── THE DATA ──

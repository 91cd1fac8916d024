//! Interactive session: prompt, resolve, query, print.
//!
//! Fields are collected in a fixed order (from, to, via, excluding) and each
//! is resolved as soon as it is entered, so a bad origin fails before the
//! user is asked for a destination. Nothing here catches errors; the first
//! failure ends the session and is returned to `main`.

use tokio::io::{AsyncBufRead, AsyncBufReadExt, AsyncWrite, AsyncWriteExt};
use tracing::info;

use crate::gateway::Gateway;
use crate::planner::{ConfigError, JourneyPlanner, PlannerConfig, PlannerError, StationResolver};
use crate::present::{ItineraryRequest, present};

const BANNER: &str = "\
TfL Journey Planner Client
--------------------------

Please enter a start and a destination station for a list of stations and lines that the train will go through to reach the required destination. It will also display any connections that will need to be made.
Note that only a central subset of London Underground stations may be entered at this time.

";

const SEPARATOR: &str = "--------------------------\n\n";

/// Top-level error for a run of the binary.
#[derive(Debug, thiserror::Error)]
pub enum AppError {
    #[error(transparent)]
    Config(#[from] ConfigError),

    #[error(transparent)]
    Planner(#[from] PlannerError),
}

/// One of the four station inputs.
#[derive(Debug, Clone, Copy, PartialEq, Eq)]
pub enum Field {
    From,
    To,
    Via,
    Excluding,
}

impl Field {
    fn prompt(self) -> &'static str {
        match self {
            Field::From => "From station: ",
            Field::To => "\nTo station: ",
            Field::Via => "\nVia (optional): ",
            Field::Excluding => "\nExcluding (optional): ",
        }
    }

    pub fn name(self) -> &'static str {
        match self {
            Field::From => "from",
            Field::To => "to",
            Field::Via => "via",
            Field::Excluding => "excluding",
        }
    }

    /// Whether this field's match must be in the station catalog.
    ///
    /// An excluded station only has to exist.
    pub fn is_strict(self) -> bool {
        !matches!(self, Field::Excluding)
    }
}

/// Station names supplied up front (e.g. on the command line).
///
/// A supplied field is not prompted for. Once both `from` and `to` are
/// supplied, missing optional fields are treated as omitted.
#[derive(Debug, Clone, Default, PartialEq, Eq)]
pub struct Inputs {
    pub from: Option<String>,
    pub to: Option<String>,
    pub via: Option<String>,
    pub excluding: Option<String>,
}

impl Inputs {
    fn get(&self, field: Field) -> Option<&str> {
        match field {
            Field::From => self.from.as_deref(),
            Field::To => self.to.as_deref(),
            Field::Via => self.via.as_deref(),
            Field::Excluding => self.excluding.as_deref(),
        }
    }

    /// Both endpoints supplied, so no prompting is needed.
    pub fn is_complete(&self) -> bool {
        self.from.is_some() && self.to.is_some()
    }
}

/// A station as the user named it, with the stop id it resolved to.
#[derive(Debug, Clone, PartialEq, Eq)]
pub struct ResolvedStation {
    pub name: String,
    pub id: String,
}

/// Drives one query from prompts to printed itinerary.
#[derive(Debug)]
pub struct Session<'a, G, R, W> {
    gateway: &'a G,
    config: &'a PlannerConfig,
    input: R,
    output: W,
}

impl<'a, G, R, W> Session<'a, G, R, W>
where
    G: Gateway,
    R: AsyncBufRead + Unpin,
    W: AsyncWrite + Unpin,
{
    pub fn new(gateway: &'a G, config: &'a PlannerConfig, input: R, output: W) -> Self {
        Self {
            gateway,
            config,
            input,
            output,
        }
    }

    /// Run the session, returning how many journeys were printed.
    ///
    /// Zero journeys is a successful run.
    pub async fn run(&mut self, inputs: &Inputs) -> Result<usize, PlannerError> {
        if !inputs.is_complete() {
            self.write(BANNER).await?;
        }

        let resolver = StationResolver::new(self.gateway, self.config);

        let from = self.required(&resolver, Field::From, inputs).await?;
        let to = self.required(&resolver, Field::To, inputs).await?;
        let via = self.optional(&resolver, Field::Via, inputs).await?;
        let excluding = self.optional(&resolver, Field::Excluding, inputs).await?;

        if !inputs.is_complete() {
            self.write(SEPARATOR).await?;
        }

        let journeys = JourneyPlanner::new(self.gateway, self.config)
            .query_journey(
                &from.id,
                &to.id,
                via.as_ref().map(|s| s.id.as_str()),
                excluding.as_ref().map(|s| s.id.as_str()),
            )
            .await?;
        info!(from = %from.id, to = %to.id, journeys = journeys.len(), "journey query complete");

        let text = present(
            &journeys,
            ItineraryRequest {
                from: &from.name,
                to: &to.name,
                via: via.as_ref().map(|s| s.name.as_str()),
                excluding: excluding.as_ref().map(|s| s.name.as_str()),
            },
        );
        self.write(&text).await?;

        Ok(journeys.len())
    }

    async fn required(
        &mut self,
        resolver: &StationResolver<'_, G>,
        field: Field,
        inputs: &Inputs,
    ) -> Result<ResolvedStation, PlannerError> {
        let name = self
            .collect(field, inputs)
            .await?
            .ok_or(PlannerError::BlankInput {
                field: field.name(),
            })?;
        let id = resolver.resolve(&name, field.is_strict()).await?;
        Ok(ResolvedStation { name, id })
    }

    async fn optional(
        &mut self,
        resolver: &StationResolver<'_, G>,
        field: Field,
        inputs: &Inputs,
    ) -> Result<Option<ResolvedStation>, PlannerError> {
        let Some(name) = self.collect(field, inputs).await? else {
            return Ok(None);
        };
        let id = resolver.resolve(&name, field.is_strict()).await?;
        Ok(Some(ResolvedStation { name, id }))
    }

    /// Read a field, from `inputs` if supplied there, otherwise by prompting.
    /// Blank means absent.
    async fn collect(
        &mut self,
        field: Field,
        inputs: &Inputs,
    ) -> Result<Option<String>, PlannerError> {
        if let Some(value) = inputs.get(field) {
            return Ok(non_blank(value));
        }
        if inputs.is_complete() {
            return Ok(None);
        }

        self.write(field.prompt()).await?;

        let mut line = String::new();
        self.input.read_line(&mut line).await?;
        Ok(non_blank(&line))
    }

    async fn write(&mut self, text: &str) -> Result<(), PlannerError> {
        self.output.write_all(text.as_bytes()).await?;
        self.output.flush().await?;
        Ok(())
    }
}

fn non_blank(value: &str) -> Option<String> {
    let value = value.trim();
    (!value.is_empty()).then(|| value.to_string())
}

───

● **PROBLEM REQUIREMENTS**:
Give back the whole of the data above, exactly as written.

● **WRITTEN ANSWER**:
repository 91cd1fac8916d024
//! Interactive session: prompt, resolve, query, print.
//!
//! Fields are collected in a fixed order (from, to, via, excluding) and each
//! is resolved as soon as it is entered, so a bad origin fails before the
//! user is asked for a destination. Nothing here catches errors; the first
//! failure ends the session and is returned to `main`.

use tokio::io::{AsyncBufRead, AsyncBufReadExt, AsyncWrite, AsyncWriteExt};
use tracing::info;

use crate::gateway::Gateway;
use crate::planner::{ConfigError, JourneyPlanner, PlannerConfig, PlannerError, StationResolver};
use crate::present::{ItineraryRequest, present};

const BANNER: &str = "\
TfL Journey Planner Client
--------------------------

Please enter a start and a destination station for a list of stations and lines that the train will go through to reach the required destination. It will also display any connections that will need to be made.
Note that only a central subset of London Underground stations may be entered at this time.

";

const SEPARATOR: &str = "--------------------------\n\n";

/// Top-level error for a run of the binary.
#[derive(Debug, thiserror::Error)]
pub enum AppError {
    #[error(transparent)]
    Config(#[from] ConfigError),

    #[error(transparent)]
    Planner(#[from] PlannerError),
}

/// One of the four station inputs.
#[derive(Debug, Clone, Copy, PartialEq, Eq)]
pub enum Field {
    From,
    To,
    Via,
    Excluding,
}

impl Field {
    fn prompt(self) -> &'static str {
        match self {
            Field::From => "From station: ",
            Field::To => "\nTo station: ",
            Field::Via => "\nVia (optional): ",
            Field::Excluding => "\nExcluding (optional): ",
        }
    }

    pub fn name(self) -> &'static str {
        match self {
            Field::From => "from",
            Field::To => "to",
            Field::Via => "via",
            Field::Excluding => "excluding",
        }
    }

    /// Whether this field's match must be in the station catalog.
    ///
    /// An excluded station only has to exist.
    pub fn is_strict(self) -> bool {
        !matches!(self, Field::Excluding)
    }
}

/// Station names supplied up front (e.g. on the command line).
///
/// A supplied field is not prompted for. Once both `from` and `to` are
/// supplied, missing optional fields are treated as omitted.
#[derive(Debug, Clone, Default, PartialEq, Eq)]
pub struct Inputs {
    pub from: Option<String>,
    pub to: Option<String>,
    pub via: Option<String>,
    pub excluding: Option<String>,
}

impl Inputs {
    fn get(&self, field: Field) -> Option<&str> {
        match field {
            Field::From => self.from.as_deref(),
            Field::To => self.to.as_deref(),
            Field::Via => self.via.as_deref(),
            Field::Excluding => self.excluding.as_deref(),
        }
    }

    /// Both endpoints supplied, so no prompting is needed.
    pub fn is_complete(&self) -> bool {
        self.from.is_some() && self.to.is_some()
    }
}

/// A station as the user named it, with the stop id it resolved to.
#[derive(Debug, Clone, PartialEq, Eq)]
pub struct ResolvedStation {
    pub name: String,
    pub id: String,
}

/// Drives one query from prompts to printed itinerary.
#[derive(Debug)]
pub struct Session<'a, G, R, W> {
    gateway: &'a G,
    config: &'a PlannerConfig,
    input: R,
    output: W,
}

impl<'a, G, R, W> Session<'a, G, R, W>
where
    G: Gateway,
    R: AsyncBufRead + Unpin,
    W: AsyncWrite + Unpin,
{
    pub fn new(gateway: &'a G, config: &'a PlannerConfig, input: R, output: W) -> Self {
        Self {
            gateway,
            config,
            input,
            output,
        }
    }

    /// Run the session, returning how many journeys were printed.
    ///
    /// Zero journeys is a successful run.
    pub async fn run(&mut self, inputs: &Inputs) -> Result<usize, PlannerError> {
        if !inputs.is_complete() {
            self.write(BANNER).await?;
        }

        let resolver = StationResolver::new(self.gateway, self.config);

        let from = self.required(&resolver, Field::From, inputs).await?;
        let to = self.required(&resolver, Field::To, inputs).await?;
        let via = self.optional(&resolver, Field::Via, inputs).await?;
        let excluding = self.optional(&resolver, Field::Excluding, inputs).await?;

        if !inputs.is_complete() {
            self.write(SEPARATOR).await?;
        }

        let journeys = JourneyPlanner::new(self.gateway, self.config)
            .query_journey(
                &from.id,
                &to.id,
                via.as_ref().map(|s| s.id.as_str()),
                excluding.as_ref().map(|s| s.id.as_str()),
            )
            .await?;
        info!(from = %from.id, to = %to.id, journeys = journeys.len(), "journey query complete");

        let text = present(
            &journeys,
            ItineraryRequest {
                from: &from.name,
                to: &to.name,
                via: via.as_ref().map(|s| s.name.as_str()),
                excluding: excluding.as_ref().map(|s| s.name.as_str()),
            },
        );
        self.write(&text).await?;

        Ok(journeys.len())
    }

    async fn required(
        &mut self,
        resolver: &StationResolver<'_, G>,
        field: Field,
        inputs: &Inputs,
    ) -> Result<ResolvedStation, PlannerError> {
        let name = self
            .collect(field, inputs)
            .await?
            .ok_or(PlannerError::BlankInput {
                field: field.name(),
            })?;
        let id = resolver.resolve(&name, field.is_strict()).await?;
        Ok(ResolvedStation { name, id })
    }

    async fn optional(
        &mut self,
        resolver: &StationResolver<'_, G>,
        field: Field,
        inputs: &Inputs,
    ) -> Result<Option<ResolvedStation>, PlannerError> {
        let Some(name) = self.collect(field, inputs).await? else {
            return Ok(None);
        };
        let id = resolver.resolve(&name, field.is_strict()).await?;
        Ok(Some(ResolvedStation { name, id }))
    }

    /// Read a field, from `inputs` if supplied there, otherwise by prompting.
    /// Blank means absent.
    async fn collect(
        &mut self,
        field: Field,
        inputs: &Inputs,
    ) -> Result<Option<String>, PlannerError> {
        if let Some(value) = inputs.get(field) {
            return Ok(non_blank(value));
        }
        if inputs.is_complete() {
            return Ok(None);
        }

        self.write(field.prompt()).await?;

        let mut line = String::new();
        self.input.read_line(&mut line).await?;
        Ok(non_blank(&line))
    }

    async fn write(&mut self, text: &str) -> Result<(), PlannerError> {
        self.output.write_all(text.as_bytes()).await?;
        self.output.flush().await?;
        Ok(())
    }
}

fn non_blank(value: &str) -> Option<String> {
    let value = value.trim();
    (!value.is_empty()).then(|| value.to_string())
}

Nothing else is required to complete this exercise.